Не нужно думать, что Бёк переоценивал культурное влияние свой дисциплины — большинство из закончивших немецкую классическую гимназию во второй половине XIX века думали так же, как и он. Вильгельм Дильтей, когда определял науки о духе как по сути науки о тексте, который требуется перечитывать и добывать из него социально значимый смысл, мыслил так же. Только Дильтей подразумевал иногда неожиданные эффекты перечитывания, которое вдруг нас ввергает в центр смысла, а не просто напоминает о правильном поддержании социально-политической инфраструктуры — но в основе рассуждений у него тоже было понятие, которое можно назвать понятием «литературного минимума»: есть некоторое число текстов, перечитывание которых может нас переключать от повседневного существования в интенсивную жизнь в культурных смыслах.
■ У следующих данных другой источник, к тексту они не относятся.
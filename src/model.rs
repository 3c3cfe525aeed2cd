//! Entity metadata consumed during resolution and SQL generation.
//!
//! The compiler never reflects over storage itself; a [`MetadataProvider`]
//! hands it one [`EntityModel`] per entity shape. [`Catalog`] is the
//! in-memory provider, loadable from JSON:
//!
//! ```json
//! {
//!   "entities": [{
//!     "name": "Product",
//!     "table": "products",
//!     "properties": [
//!       { "name": "Id", "column": "id", "type": "Int64", "key": true },
//!       { "name": "Name", "serialized_name": "name", "column": "name", "type": "String" }
//!     ]
//!   }]
//! }
//! ```

use serde::{Deserialize, Serialize};

/// Primitive types a property may carry.
#[derive(Debug, Clone, Copy, PartialEq, Eq, Hash, Serialize, Deserialize)]
pub enum PrimitiveType {
    Boolean,
    Byte,
    SByte,
    Int16,
    Int32,
    Int64,
    Decimal,
    Double,
    Single,
    String,
    Date,
    TimeOfDay,
    DateTimeOffset,
    Duration,
    Guid,
    Binary,
    Geography,
    Geometry,
}

impl PrimitiveType {
    pub const ALL: [PrimitiveType; 18] = [
        PrimitiveType::Boolean,
        PrimitiveType::Byte,
        PrimitiveType::SByte,
        PrimitiveType::Int16,
        PrimitiveType::Int32,
        PrimitiveType::Int64,
        PrimitiveType::Decimal,
        PrimitiveType::Double,
        PrimitiveType::Single,
        PrimitiveType::String,
        PrimitiveType::Date,
        PrimitiveType::TimeOfDay,
        PrimitiveType::DateTimeOffset,
        PrimitiveType::Duration,
        PrimitiveType::Guid,
        PrimitiveType::Binary,
        PrimitiveType::Geography,
        PrimitiveType::Geometry,
    ];

    /// Qualified name as written in `cast`/`isof` (`Edm.Int32`).
    pub fn edm_name(&self) -> &'static str {
        match self {
            PrimitiveType::Boolean => "Edm.Boolean",
            PrimitiveType::Byte => "Edm.Byte",
            PrimitiveType::SByte => "Edm.SByte",
            PrimitiveType::Int16 => "Edm.Int16",
            PrimitiveType::Int32 => "Edm.Int32",
            PrimitiveType::Int64 => "Edm.Int64",
            PrimitiveType::Decimal => "Edm.Decimal",
            PrimitiveType::Double => "Edm.Double",
            PrimitiveType::Single => "Edm.Single",
            PrimitiveType::String => "Edm.String",
            PrimitiveType::Date => "Edm.Date",
            PrimitiveType::TimeOfDay => "Edm.TimeOfDay",
            PrimitiveType::DateTimeOffset => "Edm.DateTimeOffset",
            PrimitiveType::Duration => "Edm.Duration",
            PrimitiveType::Guid => "Edm.Guid",
            PrimitiveType::Binary => "Edm.Binary",
            PrimitiveType::Geography => "Edm.Geography",
            PrimitiveType::Geometry => "Edm.Geometry",
        }
    }

    /// Look up a primitive by its qualified name, ignoring case.
    pub fn from_edm_name(name: &str) -> Option<Self> {
        Self::ALL
            .into_iter()
            .find(|ty| ty.edm_name().eq_ignore_ascii_case(name))
    }

    pub fn is_integral(&self) -> bool {
        matches!(
            self,
            PrimitiveType::Byte
                | PrimitiveType::SByte
                | PrimitiveType::Int16
                | PrimitiveType::Int32
                | PrimitiveType::Int64
        )
    }

    pub fn is_numeric(&self) -> bool {
        self.is_integral()
            || matches!(
                self,
                PrimitiveType::Decimal | PrimitiveType::Double | PrimitiveType::Single
            )
    }

    pub fn is_spatial(&self) -> bool {
        matches!(self, PrimitiveType::Geography | PrimitiveType::Geometry)
    }
}

/// Relationship from a property to another entity or to a collection table.
#[derive(Debug, Clone, PartialEq, Serialize, Deserialize)]
pub struct NavigationModel {
    /// Name of the related entity, when it is an entity
    #[serde(default)]
    pub target_entity: Option<String>,
    pub target_table: String,
    /// Column on this entity's table joining to `target_column`
    pub source_column: String,
    pub target_column: String,
    #[serde(default)]
    pub collection: bool,
    /// For collections of primitives: the column holding the element value
    #[serde(default)]
    pub value_column: Option<String>,
}

#[derive(Debug, Clone, PartialEq, Serialize, Deserialize)]
pub struct PropertyModel {
    pub name: String,
    #[serde(default)]
    pub serialized_name: Option<String>,
    pub column: String,
    #[serde(rename = "type")]
    pub ty: PrimitiveType,
    #[serde(default)]
    pub key: bool,
    #[serde(default)]
    pub searchable: bool,
    /// Enum-flags property; the only kind `has` accepts.
    #[serde(default)]
    pub flags: bool,
    #[serde(default)]
    pub navigation: Option<NavigationModel>,
}

impl PropertyModel {
    pub fn new(name: &str, column: &str, ty: PrimitiveType) -> Self {
        PropertyModel {
            name: name.to_string(),
            serialized_name: None,
            column: column.to_string(),
            ty,
            key: false,
            searchable: false,
            flags: false,
            navigation: None,
        }
    }

    pub fn serialized_as(mut self, name: &str) -> Self {
        self.serialized_name = Some(name.to_string());
        self
    }

    pub fn key(mut self) -> Self {
        self.key = true;
        self
    }

    pub fn searchable(mut self) -> Self {
        self.searchable = true;
        self
    }

    pub fn flags(mut self) -> Self {
        self.flags = true;
        self
    }

    pub fn navigation(mut self, navigation: NavigationModel) -> Self {
        self.navigation = Some(navigation);
        self
    }

    pub fn is_navigation(&self) -> bool {
        self.navigation.is_some()
    }
}

#[derive(Debug, Clone, PartialEq, Serialize, Deserialize)]
pub struct EntityModel {
    pub name: String,
    pub table: String,
    #[serde(default)]
    pub properties: Vec<PropertyModel>,
}

impl EntityModel {
    pub fn new(name: &str, table: &str) -> Self {
        EntityModel {
            name: name.to_string(),
            table: table.to_string(),
            properties: Vec::new(),
        }
    }

    pub fn with(mut self, property: PropertyModel) -> Self {
        self.properties.push(property);
        self
    }

    /// Find a property by declared name, then by serialized name.
    pub fn property(&self, name: &str) -> Option<&PropertyModel> {
        self.properties
            .iter()
            .find(|p| p.name == name)
            .or_else(|| {
                self.properties
                    .iter()
                    .find(|p| p.serialized_name.as_deref() == Some(name))
            })
    }
}

/// Source of entity metadata.
pub trait MetadataProvider {
    fn entity(&self, name: &str) -> Option<&EntityModel>;

    /// The model a navigation property leads to, if the provider knows it.
    fn navigation_target(&self, navigation: &NavigationModel) -> Option<&EntityModel> {
        navigation
            .target_entity
            .as_deref()
            .and_then(|name| self.entity(name))
    }
}

/// In-memory [`MetadataProvider`].
#[derive(Debug, Clone, Default, PartialEq, Serialize, Deserialize)]
pub struct Catalog {
    #[serde(default)]
    pub entities: Vec<EntityModel>,
}

impl Catalog {
    pub fn new() -> Self {
        Self::default()
    }

    pub fn with(mut self, entity: EntityModel) -> Self {
        self.entities.push(entity);
        self
    }

    pub fn from_json(text: &str) -> Result<Self, serde_json::Error> {
        serde_json::from_str(text)
    }
}

impl MetadataProvider for Catalog {
    fn entity(&self, name: &str) -> Option<&EntityModel> {
        self.entities.iter().find(|e| e.name == name)
    }
}
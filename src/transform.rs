//! The `$apply` and `$compute` pipeline.
//!
//! `$apply` is a `/`-separated list of transformations:
//!
//! ```text
//! filter(Price gt 5)/groupby((Category), aggregate(Price with sum as Total))/filter(Total gt 100)
//! ```
//!
//! `$compute` is a comma-separated list of `<expr> as <alias>` entries.
//!
//! Both are handled in two phases. Parsing splits the text into raw
//! [`ApplyStep`]s and [`ComputeEntry`]s without looking at the model, which
//! is enough to collect every alias up front with [`collect_aliases`]. Only
//! then are the embedded expressions resolved, so an alias may be used by
//! any option regardless of where it is introduced.

use std::{fmt, sync::LazyLock};

use regex::Regex;
use tracing::trace;

use crate::{
    alias::{AliasDefinition, AliasRegistry, AliasSet},
    converter::ExpressionResolver,
    error::{OptionError, QueryError},
    filter::{FilterExpression, ScalarExpr},
    model::EntityModel,
};

static AGGREGATE_ENTRY: LazyLock<Regex> = LazyLock::new(|| {
    Regex::new(r"(?is)^\s*(.+?)\s+with\s+([A-Za-z]+)\s+as\s+([A-Za-z_][A-Za-z0-9_]*)\s*$")
        .expect("valid regex")
});

static COUNT_ENTRY: LazyLock<Regex> = LazyLock::new(|| {
    Regex::new(r"(?i)^\s*\$count\s+as\s+([A-Za-z_][A-Za-z0-9_]*)\s*$").expect("valid regex")
});

static ALIAS_NAME: LazyLock<Regex> =
    LazyLock::new(|| Regex::new(r"^[A-Za-z_][A-Za-z0-9_]*$").expect("valid regex"));

/// Alias `groupby` introduces for the number of rows in each group.
pub const GROUP_COUNT: &str = "$count";

#[derive(Debug, Clone, Copy, PartialEq, Eq, Hash)]
pub enum AggregateMethod {
    Sum,
    Min,
    Max,
    Average,
    CountDistinct,
}

impl AggregateMethod {
    pub fn from_name(name: &str) -> Option<Self> {
        match name.to_ascii_lowercase().as_str() {
            "sum" => Some(AggregateMethod::Sum),
            "min" => Some(AggregateMethod::Min),
            "max" => Some(AggregateMethod::Max),
            "average" => Some(AggregateMethod::Average),
            "countdistinct" => Some(AggregateMethod::CountDistinct),
            _ => None,
        }
    }

    /// SQL template; `$` marks the aggregated expression.
    pub fn sql_template(&self) -> &'static str {
        match self {
            AggregateMethod::Sum => "SUM($)",
            AggregateMethod::Min => "MIN($)",
            AggregateMethod::Max => "MAX($)",
            AggregateMethod::Average => "AVG($)",
            AggregateMethod::CountDistinct => "COUNT(DISTINCT $)",
        }
    }

    pub fn requires_numeric(&self) -> bool {
        matches!(self, AggregateMethod::Sum | AggregateMethod::Average)
    }
}

impl fmt::Display for AggregateMethod {
    fn fmt(&self, f: &mut fmt::Formatter<'_>) -> fmt::Result {
        let name = match self {
            AggregateMethod::Sum => "sum",
            AggregateMethod::Min => "min",
            AggregateMethod::Max => "max",
            AggregateMethod::Average => "average",
            AggregateMethod::CountDistinct => "countdistinct",
        };
        f.write_str(name)
    }
}

// ========================================
// Raw (unresolved) entries
// ========================================

/// One `aggregate` entry before resolution.
#[derive(Debug, Clone, PartialEq)]
pub struct AggregateEntry {
    /// `None` for `$count as <alias>`
    pub source: Option<(String, AggregateMethod)>,
    pub alias: String,
}

/// One `<expr> as <alias>` entry before resolution.
#[derive(Debug, Clone, PartialEq)]
pub struct ComputeEntry {
    pub expression: String,
    pub alias: String,
}

/// One `$apply` transformation before resolution.
#[derive(Debug, Clone, PartialEq)]
pub enum ApplyStep {
    GroupBy {
        properties: Vec<String>,
        aggregate: Vec<AggregateEntry>,
    },
    Aggregate(Vec<AggregateEntry>),
    Filter(String),
    Compute(Vec<ComputeEntry>),
}

impl ApplyStep {
    /// Aliases this step introduces, in declaration order.
    pub fn aliases(&self) -> Vec<&str> {
        match self {
            ApplyStep::GroupBy { aggregate, .. } => std::iter::once(GROUP_COUNT)
                .chain(aggregate.iter().map(|a| a.alias.as_str()))
                .collect(),
            ApplyStep::Aggregate(entries) => entries.iter().map(|a| a.alias.as_str()).collect(),
            ApplyStep::Compute(entries) => entries.iter().map(|c| c.alias.as_str()).collect(),
            ApplyStep::Filter(_) => Vec::new(),
        }
    }
}

// ========================================
// Resolved transformations
// ========================================

#[derive(Debug, Clone, PartialEq)]
pub enum Aggregation {
    Count,
    Method {
        method: AggregateMethod,
        expr: ScalarExpr,
    },
}

#[derive(Debug, Clone, PartialEq)]
pub struct AggregateItem {
    pub alias: String,
    pub aggregation: Aggregation,
}

#[derive(Debug, Clone, PartialEq)]
pub struct ComputeItem {
    pub expr: ScalarExpr,
    pub alias: String,
}

#[derive(Debug, Clone, PartialEq)]
pub enum ApplyTransformation {
    GroupBy {
        properties: Vec<ScalarExpr>,
        aggregate: Vec<AggregateItem>,
    },
    Aggregate(Vec<AggregateItem>),
    Filter(FilterExpression),
    Compute(Vec<ComputeItem>),
}

// ========================================
// Parsing
// ========================================

fn malformed(option: &'static str, entry: &str, reason: &str) -> OptionError {
    OptionError::MalformedEntry {
        option,
        entry: entry.trim().to_string(),
        reason: reason.to_string(),
    }
}
//! The compilation entry point.
//!
//! A [`Compiler`] owns the metadata, the limits and the syntax-tree pools.
//! [`Compiler::compile`] takes an entity name and a query string and returns
//! every clause as a parameterized SQL fragment alongside the resolved
//! option set.
//!
//! Compilation keeps no state between calls: aliases live in a
//! [`CompileContext`] created per call, and the pools are safe to share, so a
//! compiler may be used from many threads at once.
//!
//! # Examples
//!
//! ```
//! use odata_sql::{Catalog, Compiler, CompilerConfig, EntityModel, PrimitiveType, PropertyModel};
//!
//! let catalog = Catalog::new().with(
//!     EntityModel::new("Products", "products")
//!         .with(PropertyModel::new("Price", "price", PrimitiveType::Decimal)),
//! );
//! let compiler = Compiler::new(catalog, CompilerConfig::default());
//!
//! let compiled = compiler.compile("Products", "$filter=Price gt 10").unwrap();
//! assert_eq!(compiled.filter.unwrap().sql, "price > ?");
//! ```

use tracing::{debug, instrument};

use crate::{
    alias::CompileContext,
    config::CompilerConfig,
    error::{QueryError, SemanticError, SqlError},
    model::{Catalog, EntityModel, MetadataProvider},
    options::{ExpandItem, OptionsParser, QueryOptions},
    pool::Pools,
    sql::{ApplySql, SqlBuilder, SqlFragment},
};

/// SQL for one expanded navigation.
#[derive(Debug, Clone, PartialEq)]
pub struct CompiledExpand {
    pub navigation: String,
    pub filter: Option<SqlFragment>,
    pub order_by: Option<SqlFragment>,
    pub expand: Vec<CompiledExpand>,
}

/// The output of one compilation.
#[derive(Debug, Clone, PartialEq)]
pub struct CompiledQuery {
    pub options: QueryOptions,
    /// WHERE clause body
    pub filter: Option<SqlFragment>,
    /// ORDER BY clause body
    pub order_by: Option<SqlFragment>,
    /// Extra projections for `$compute`
    pub compute: Option<SqlFragment>,
    pub apply: Option<ApplySql>,
    pub expand: Vec<CompiledExpand>,
}

pub struct Compiler<P: MetadataProvider = Catalog> {
    config: CompilerConfig,
    catalog: P,
    pools: Pools,
}

impl<P: MetadataProvider> Compiler<P> {
    pub fn new(catalog: P, config: CompilerConfig) -> Self {
        let pools = Pools::new(config.pool_capacity);
        Compiler {
            config,
            catalog,
            pools,
        }
    }

    pub fn config(&self) -> &CompilerConfig {
        &self.config
    }

    pub fn catalog(&self) -> &P {
        &self.catalog
    }

    pub fn pools(&self) -> &Pools {
        &self.pools
    }

    /// Compile `query` against the entity named `entity`.
    #[instrument(level = "debug", skip(self), fields(dialect = %self.config.dialect))]
    pub fn compile(&self, entity: &str, query: &str) -> Result<CompiledQuery, QueryError> {
        let model = self
            .catalog
            .entity(entity)
            .ok_or_else(|| SemanticError::UnknownEntity(entity.to_string()))?;

        let mut context = CompileContext::new();
        let options = OptionsParser::new(Some(model), &self.config, &self.pools)
            .with_catalog(&self.catalog)
            .parse(query, &mut context)
            .inspect_err(|e| debug!(error = %e, "query rejected"))?;

        let mut builder = SqlBuilder::new(self.config.dialect)
            .with_model(model)
            .with_catalog(&self.catalog)
            .with_registry(&context.registry);

        let filter = options
            .filter
            .as_ref()
            .map(|f| builder.build(f))
            .transpose()
            .map_err(|e| QueryError::from(e).in_option("$filter"))?;

        let order_by = if options.order_by.is_empty() {
            None
        } else {
            Some(
                builder
                    .build_order_by(&options.order_by)
                    .map_err(|e| QueryError::from(e).in_option("$orderby"))?,
            )
        };

        let compute = if options.compute.is_empty() {
            None
        } else {
            Some(
                builder
                    .build_compute(&options.compute)
                    .map_err(|e| QueryError::from(e).in_option("$compute"))?,
            )
        };

        let apply = if options.apply.is_empty() {
            None
        } else {
            Some(
                builder
                    .build_apply(&options.apply)
                    .map_err(|e| QueryError::from(e).in_option("$apply"))?,
            )
        };

        let expand = self
            .expand(&options.expand, Some(model))
            .map_err(|e| QueryError::from(e).in_option("$expand"))?;

        Ok(CompiledQuery {
            options,
            filter,
            order_by,
            compute,
            apply,
            expand,
        })
    }

    fn expand(&self, items: &[ExpandItem], parent: Option<&EntityModel>) -> Result<Vec<CompiledExpand>, SqlError> {
        let mut compiled = Vec::with_capacity(items.len());

        for item in items {
            let target = parent
                .and_then(|m| m.property(&item.navigation))
                .and_then(|p| p.navigation.as_ref())
                .and_then(|n| self.catalog.navigation_target(n));

            let mut builder = SqlBuilder::new(self.config.dialect).with_catalog(&self.catalog);
            if let Some(target) = target {
                builder = builder.with_model(target);
            }

            let filter = item.filter.as_ref().map(|f| builder.build(f)).transpose()?;
            let order_by = if item.order_by.is_empty() {
                None
            } else {
                Some(builder.build_order_by(&item.order_by)?)
            };

            compiled.push(CompiledExpand {
                navigation: item.navigation.clone(),
                filter,
                order_by,
                expand: self.expand(&item.expand, target)?,
            });
        }
        Ok(compiled)
    }
}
По сути, так же рассуждал в России и Г. Г. Шпет, обличая «невегласие», ситуативность, случайность прежней русской философии. Философия была мудростью, прикладной, возникшей внутри дворянства или разночинства для узких целей. Тогда как философия должна стать научным знанием, безупречным, читающим себя как текст, перечитывающим свои основы, которые делают инфраструктуру еще более надежной. Проект Шпета, человека эпохи авангарда, это проект не просто безупречного поддержания, но безупречного улучшения инфраструктуры. Здесь не просто перечитывается образцовый текст, а философия, став достоверным знанием, выделяет из себя как собственную квинтэссенцию самый достоверный текст. Он может обрасти комментаторскими подробностями, но это уже не «познание познанного» Дильтея, а наше собственное ориентирование в мышлении и реальности, в мире трестов, синдикатов и электрификации, но и в мире культурного академического книгоиздания.
К чему этот зачин? К тому, что вопрос литминимума, а не только вопрос мейнстрима, канона, новой классики или книжных блокбастеров, встает перед критикой сейчас во всей отчетливости. Во многом встает провокационно, из-за общего сокращения читательского ресурса. Издательства всё меньше идут на риски: если книга не будет продаваться сразу, то при постоянном росте издержек просто не удастся отбить затрат. Издавать книгу так, чтобы она выстрелила через несколько месяцев, уже нельзя. Дать премию малоизвестной книге — это уже не значит вывести ее в топ продаж, потому что ее допечатка — тоже постоянно растущие расходы, а читатель ищет в магазинах привычного, серийного, на что все подписываются во всех смыслах. Всевозможные мероприятия с участием автора, предварительные анонсы книг, заведомо некоммерческие проекты для знатоков — всё это частично решает вопрос, но если писать сейчас безупречную социологию чтения, то окажется, что литминимум оказывается нынешней ситуации.
Литминимумом я предлагаю называть ситуацию, в которой от литературы остается текст, к которому возвращаются, который толкуют, который рассматривают везде от вузов до телепередач. Текст при этом может быть понят широко: и как ежегодный сериал известного писателя, и как итоговая книга, составленная из уже известного, и как перечитывание классики. Премии биографиям и комментариям предвещали ситуацию литминимума, которая, вероятно, сохранится и в следующем году.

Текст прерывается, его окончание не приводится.